PP is thermoformed at 160–175°C sheet surface temperature. PP has the narrowest forming window of common thermoforming materials — it transitions from solid to liquid very quickly, making precise temperature control critical. Machinecraft's zone-controlled ceramic heaters maintain ±3°C uniformity, which is essential for consistent PP forming.

Why does HDPE have such high shrinkage in thermoforming?

HDPE's high shrinkage (1.5–3.0%) is due to its semi-crystalline structure. When heated above its crystalline melting point (~130°C), the crystalline regions melt and the polymer chains relax.
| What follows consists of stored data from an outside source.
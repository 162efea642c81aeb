//! API error types with structured JSON responses.

use axum::http::StatusCode;
use axum::response::{IntoResponse, Response};
use axum::Json;
use serde::Serialize;

use crate::db::DatabaseError;
use crate::pipeline::extraction::OcrError;
use crate::pipeline::ingest::IngestError;

/// Error response body: `{ "message": ..., "code": ... }`.
#[derive(Debug, Serialize)]
pub struct ErrorBody {
    pub message: String,
    pub code: &'static str,
}

/// API-level errors with HTTP status mapping.
#[derive(Debug, thiserror::Error)]
pub enum ApiError {
    #[error("Invalid request: {0}")]
    BadRequest(String),
    #[error("Upload exceeds size limit")]
    PayloadTooLarge,
    #[error("Unsupported file type: {0}")]
    UnsupportedMediaType(String),
    #[error("Service unavailable: {0}")]
    ServiceUnavailable(String),
    #[error("Upstream service error: {0}")]
    Upstream(String),
    #[error("Timed out: {0}")]
    Timeout(String),
    #[error("Internal error: {0}")]
    Internal(String),
}

impl IntoResponse for ApiError {
    fn into_response(self) -> Response {
        let (status, code, message) = match &self {
            ApiError::BadRequest(detail) => {
                (StatusCode::BAD_REQUEST, "BAD_REQUEST", detail.clone())
            }
            ApiError::PayloadTooLarge => (
                StatusCode::PAYLOAD_TOO_LARGE,
                "PAYLOAD_TOO_LARGE",
                format!(
                    "Upload exceeds the {} MiB limit",
                    crate::config::MAX_UPLOAD_BYTES / (1024 * 1024)
                ),
            ),
            ApiError::UnsupportedMediaType(mime) => (
                StatusCode::UNSUPPORTED_MEDIA_TYPE,
                "UNSUPPORTED_MEDIA_TYPE",
                format!("Unsupported file type: {mime}. Upload a JPEG, PNG, BMP, TIFF or PDF"),
            ),
            ApiError::ServiceUnavailable(detail) => {
                tracing::error!(detail, "Required service not configured");
                (
                    StatusCode::INTERNAL_SERVER_ERROR,
                    "SERVICE_UNAVAILABLE",
                    "Document processing is not configured on this server".to_string(),
                )
            }
            ApiError::Upstream(detail) => {
                tracing::error!(detail, "Upstream service error");
                (
                    StatusCode::BAD_GATEWAY,
                    "UPSTREAM_ERROR",
                    "Document analysis service failed".to_string(),
                )
            }
            ApiError::Timeout(detail) => {
                tracing::warn!(detail, "Request timed out");
                (
                    StatusCode::GATEWAY_TIMEOUT,
                    "TIMEOUT",
                    "Document processing timed out".to_string(),
                )
            }
            ApiError::Internal(detail) => {
                tracing::error!(detail, "API internal error");
                (
                    StatusCode::INTERNAL_SERVER_ERROR,
                    "INTERNAL",
                    "An internal error occurred".to_string(),
                )
            }
        };

        (status, Json(ErrorBody { message, code })).into_response()
    }
}

impl From<IngestError> for ApiError {
    fn from(err: IngestError) -> Self {
        match err {
            IngestError::UnsupportedMediaType(mime) => ApiError::UnsupportedMediaType(mime),
            IngestError::Ocr(OcrError::ServiceUnavailable(detail)) => {
                ApiError::ServiceUnavailable(detail)
            }
            IngestError::Ocr(e @ OcrError::Timeout { .. }) => ApiError::Timeout(e.to_string()),
            IngestError::Ocr(e) => ApiError::Upstream(e.to_string()),
            IngestError::Storage(e) => ApiError::Internal(e.to_string()),
        }
    }
}

impl From<DatabaseError> for ApiError {
    fn from(err: DatabaseError) -> Self {
        ApiError::Internal(err.to_string())
    }
}

#[cfg(test)]
mod tests {
    use super::*;
    use axum::body::to_bytes;

    async fn render(err: ApiError) -> (StatusCode, serde_json::Value) {
        let response = err.into_response();
        let status = response.status();
        let body = to_bytes(response.into_body(), usize::MAX).await.unwrap();
        (status, serde_json::from_slice(&body).unwrap())
    }

    #[tokio::test]
    async fn bad_request_keeps_detail() {
        let (status, json) = render(ApiError::BadRequest("Missing document".into())).await;
        assert_eq!(status, StatusCode::BAD_REQUEST);
        assert_eq!(json["code"], "BAD_REQUEST");
        assert_eq!(json["message"], "Missing document");
    }

    #[tokio::test]
    async fn internal_detail_is_not_leaked() {
        let (status, json) = render(ApiError::Internal("disk I/O at /var/db".into())).await;
        assert_eq!(status, StatusCode::INTERNAL_SERVER_ERROR);
        assert_eq!(json["message"], "An internal error occurred");
    }

    #[tokio::test]
    async fn ingest_errors_map_to_statuses() {
        let cases = [
            (
                IngestError::UnsupportedMediaType("text/plain".into()),
                StatusCode::UNSUPPORTED_MEDIA_TYPE,
            ),
            (
                IngestError::Ocr(OcrError::ServiceUnavailable("no key".into())),
                StatusCode::INTERNAL_SERVER_ERROR,
            ),
            (
                IngestError::Ocr(OcrError::UpstreamSubmission {
                    status: 401,
                    body: "denied".into(),
                }),
                StatusCode::BAD_GATEWAY,
            ),
            (
                IngestError::Ocr(OcrError::UpstreamProtocol("no header".into())),
                StatusCode::BAD_GATEWAY,
            ),
            (
                IngestError::Ocr(OcrError::UpstreamAnalysis("failed".into())),
                StatusCode::BAD_GATEWAY,
            ),
            (
                IngestError::Ocr(OcrError::HttpClient("connection refused".into())),
                StatusCode::BAD_GATEWAY,
            ),
            (
                IngestError::Ocr(OcrError::Timeout { attempts: 20 }),
                StatusCode::GATEWAY_TIMEOUT,
            ),
            (
                IngestError::Storage(DatabaseError::LockPoisoned),
                StatusCode::INTERNAL_SERVER_ERROR,
            ),
        ];

        for (err, expected) in cases {
            let (status, _) = render(ApiError::from(err)).await;
            assert_eq!(status, expected);
        }
    }

    #[tokio::test]
    async fn unsupported_type_names_the_mime() {
        let (_, json) = render(ApiError::UnsupportedMediaType("text/plain".into())).await;
        assert_eq!(json["code"], "UNSUPPORTED_MEDIA_TYPE");
        assert!(json["message"].as_str().unwrap().contains("text/plain"));
    }
}
//! Medication history endpoints.
//!
//! `POST /api/patients/:patient_id/medication-history`: multipart upload
//! (field `document`), runs the ingestion pipeline and returns the new record.
//! `GET /api/patients/:patient_id/medication-history`: the patient's records
//! in upload order.

use std::sync::Arc;

use axum::body::Bytes;
use axum::extract::multipart::{MultipartError, MultipartRejection};
use axum::extract::{Multipart, Path, State};
use axum::http::StatusCode;
use axum::Json;

use crate::api::error::ApiError;
use crate::api::types::ApiContext;
use crate::models::MedicalHistoryRecord;
use crate::pipeline::ingest::UploadedDocument;

/// Multipart field carrying the uploaded file.
pub const DOCUMENT_FIELD: &str = "document";

const FALLBACK_FILE_NAME: &str = "document";
const OCTET_STREAM: &str = "application/octet-stream";

/// Upload read off the wire, owned so it can move to a blocking thread.
struct ReceivedDocument {
    file_name: String,
    mime_type: String,
    bytes: Bytes,
}

/// `POST /api/patients/:patient_id/medication-history`
pub async fn upload(
    State(ctx): State<ApiContext>,
    Path(patient_id): Path<String>,
    multipart: Result<Multipart, MultipartRejection>,
) -> Result<(StatusCode, Json<MedicalHistoryRecord>), ApiError> {
    let patient_id = validated_patient_id(patient_id)?;
    let mut multipart =
        multipart.map_err(|e| ApiError::BadRequest(format!("Expected multipart form data: {e}")))?;

    let received = read_document(&mut multipart).await?;
    if received.bytes.is_empty() {
        return Err(ApiError::BadRequest("Uploaded document is empty".into()));
    }
    tracing::debug!(
        patient_id = patient_id.as_str(),
        file_name = received.file_name.as_str(),
        mime_type = received.mime_type.as_str(),
        bytes = received.bytes.len(),
        "Upload received"
    );

    let core = Arc::clone(&ctx.core);
    let budget = core.ingest_timeout;
    let task = tokio::task::spawn_blocking(move || {
        core.orchestrator.ingest(
            &patient_id,
            UploadedDocument {
                file_name: &received.file_name,
                mime_type: &received.mime_type,
                bytes: &received.bytes,
            },
        )
    });

    let record = tokio::time::timeout(budget, task)
        .await
        .map_err(|_| ApiError::Timeout(format!("ingestion exceeded {}s", budget.as_secs())))?
        .map_err(|e| ApiError::Internal(format!("Ingestion task failed: {e}")))??;

    Ok((StatusCode::CREATED, Json(record)))
}

/// `GET /api/patients/:patient_id/medication-history`
pub async fn list(
    State(ctx): State<ApiContext>,
    Path(patient_id): Path<String>,
) -> Result<Json<Vec<MedicalHistoryRecord>>, ApiError> {
    let patient_id = validated_patient_id(patient_id)?;
    let records = ctx.core.store.list(&patient_id)?;
    Ok(Json(records))
}

fn validated_patient_id(patient_id: String) -> Result<String, ApiError> {
    let trimmed = patient_id.trim();
    if trimmed.is_empty() {
        return Err(ApiError::BadRequest("Patient id is required".into()));
    }
    Ok(trimmed.to_string())
}

/// Find the `document` field; other fields are skipped.
async fn read_document(multipart: &mut Multipart) -> Result<ReceivedDocument, ApiError> {
    while let Some(field) = multipart.next_field().await.map_err(multipart_error)? {
        if field.name() != Some(DOCUMENT_FIELD) {
            continue;
        }

        let file_name = field
            .file_name()
            .map(str::trim)
            .filter(|name| !name.is_empty())
            .unwrap_or(FALLBACK_FILE_NAME)
            .to_string();
        let mime_type = resolve_mime_type(field.content_type(), &file_name);
        let bytes = field.bytes().await.map_err(multipart_error)?;

        return Ok(ReceivedDocument {
            file_name,
            mime_type,
            bytes,
        });
    }

    Err(ApiError::BadRequest(format!(
        "Missing file field '{DOCUMENT_FIELD}'"
    )))
}

/// Declared part type, or a guess from the file name when the client sent
/// none (or only the generic octet-stream).
fn resolve_mime_type(declared: Option<&str>, file_name: &str) -> String {
    match declared.map(str::trim) {
        Some(mime) if !mime.is_empty() && !mime.eq_ignore_ascii_case(OCTET_STREAM) => {
            mime.to_string()
        }
        _ => mime_guess::from_path(file_name)
            .first_raw()
            .unwrap_or(OCTET_STREAM)
            .to_string(),
    }
}

fn multipart_error(err: MultipartError) -> ApiError {
    if err.status() == StatusCode::PAYLOAD_TOO_LARGE {
        ApiError::PayloadTooLarge
    } else {
        ApiError::BadRequest(format!("Malformed multipart body: {}", err.body_text()))
    }
}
Upon cooling, the chains re-crystallise and contract significantly. This is much higher than amorphous materials like ABS (0.4–0.7%) or PC (0.5–0.7%). Tooling must be designed with oversized dimensions to compensate.

What material should I use for automotive exterior panels?

ABS/PMMA co-extrusion is the standard for automotive exterior panels requiring Class A surface finish and UV stability. The PMMA cap layer (0.3–0.8mm) provides 10+ year UV resistance and high gloss, while the ABS backing provides structural strength. For flexible exterior applications like bumper fascias, TPO is preferred due to its paintability without primer and recyclability.